▸ **TASK DIRECTIONS**: Filter the records for lines holding the string "Override".

(Records from a data source)
------------

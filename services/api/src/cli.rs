use crate::demo::{run_demo, DemoArgs};
use crate::infra::{open_backend, Backend};
use crate::server;
use clap::{Args, Parser, Subcommand};
use connxt::config::AppConfig;
use connxt::error::AppError;
use connxt::workflows::board::{BoardStore, JobBoardService};
use std::path::PathBuf;
use std::sync::Arc;

#[derive(Parser, Debug)]
#[command(
    name = "ConnXt",
    about = "Run and administer the ConnXt student job board",
    version
)]
struct Cli {
    #[command(subcommand)]
    command: Option<Command>,
}

#[derive(Subcommand, Debug)]
enum Command {
    /// Start the HTTP service (default command)
    Serve(ServeArgs),
    /// Manage user accounts in the configured database
    Users {
        #[command(subcommand)]
        command: UsersCommand,
    },
    /// Walk through posting, moderation, applications and notifications in memory
    Demo(DemoArgs),
}

#[derive(Subcommand, Debug)]
enum UsersCommand {
    /// Create an account
    Create(CreateUserArgs),
    /// List every account
    List(StorageArgs),
}

#[derive(Args, Debug)]
struct CreateUserArgs {
    /// Login name of the new account
    username: String,
    /// Grant admin rights (job moderation, every application)
    #[arg(long)]
    superuser: bool,
    #[command(flatten)]
    storage: StorageArgs,
}

#[derive(Args, Debug, Default)]
pub(crate) struct StorageArgs {
    /// Override the configured database path (`:memory:` for a throwaway store)
    #[arg(long)]
    pub(crate) database: Option<PathBuf>,
}

#[derive(Args, Debug, Default)]
pub(crate) struct ServeArgs {
    /// Override the configured host for the HTTP server
    #[arg(long)]
    pub(crate) host: Option<String>,
    /// Override the configured port for the HTTP server
    #[arg(long)]
    pub(crate) port: Option<u16>,
    #[command(flatten)]
    pub(crate) storage: StorageArgs,
}

pub(crate) async fn run() -> Result<(), AppError> {
    let cli = Cli::parse();
    let command = cli
        .command
        .unwrap_or_else(|| Command::Serve(ServeArgs::default()));

    match command {
        Command::Serve(args) => server::run(args).await,
        Command::Users { command } => run_users(command),
        Command::Demo(args) => run_demo(args),
    }
}

fn run_users(command: UsersCommand) -> Result<(), AppError> {
    let storage = match &command {
        UsersCommand::Create(args) => &args.storage,
        UsersCommand::List(args) => args,
    };
    let mut config = AppConfig::load()?;
    if let Some(database) = storage.database.clone() {
        config.storage.database_path = database;
    }

    match open_backend(&config.storage)? {
        Backend::Memory(store) => users_command(command, store, &config),
        Backend::Sqlite(store) => users_command(command, store, &config),
    }
}

fn users_command<S>(command: UsersCommand, store: Arc<S>, config: &AppConfig) -> Result<(), AppError>
where
    S: BoardStore + 'static,
{
    let service = JobBoardService::new(store.clone(), config.board);
    match command {
        UsersCommand::Create(args) => {
            let user = if args.superuser {
                service.ensure_superuser(&args.username)?
            } else {
                service.register_user(&args.username, false)?
            };
            println!(
                "Created {} (id {}){}",
                user.username,
                user.id,
                if user.is_superuser { " as superuser" } else { "" }
            );
        }
        UsersCommand::List(_) => {
            let users = store.users()?;
            if users.is_empty() {
                println!("No users in {}", config.storage.database_path.display());
            }
            for user in users {
                let role = if user.is_superuser { "superuser" } else { "member" };
                println!("{:>5}  {:<24} {role}", user.id.0, user.username);
            }
        }
    }
    Ok(())
}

------------

▸ **ANSWER SPACE**:
    /// Override the configured database path (`:memory:` for a throwaway store)
    /// Override the configured host for the HTTP server
    /// Override the configured port for the HTTP server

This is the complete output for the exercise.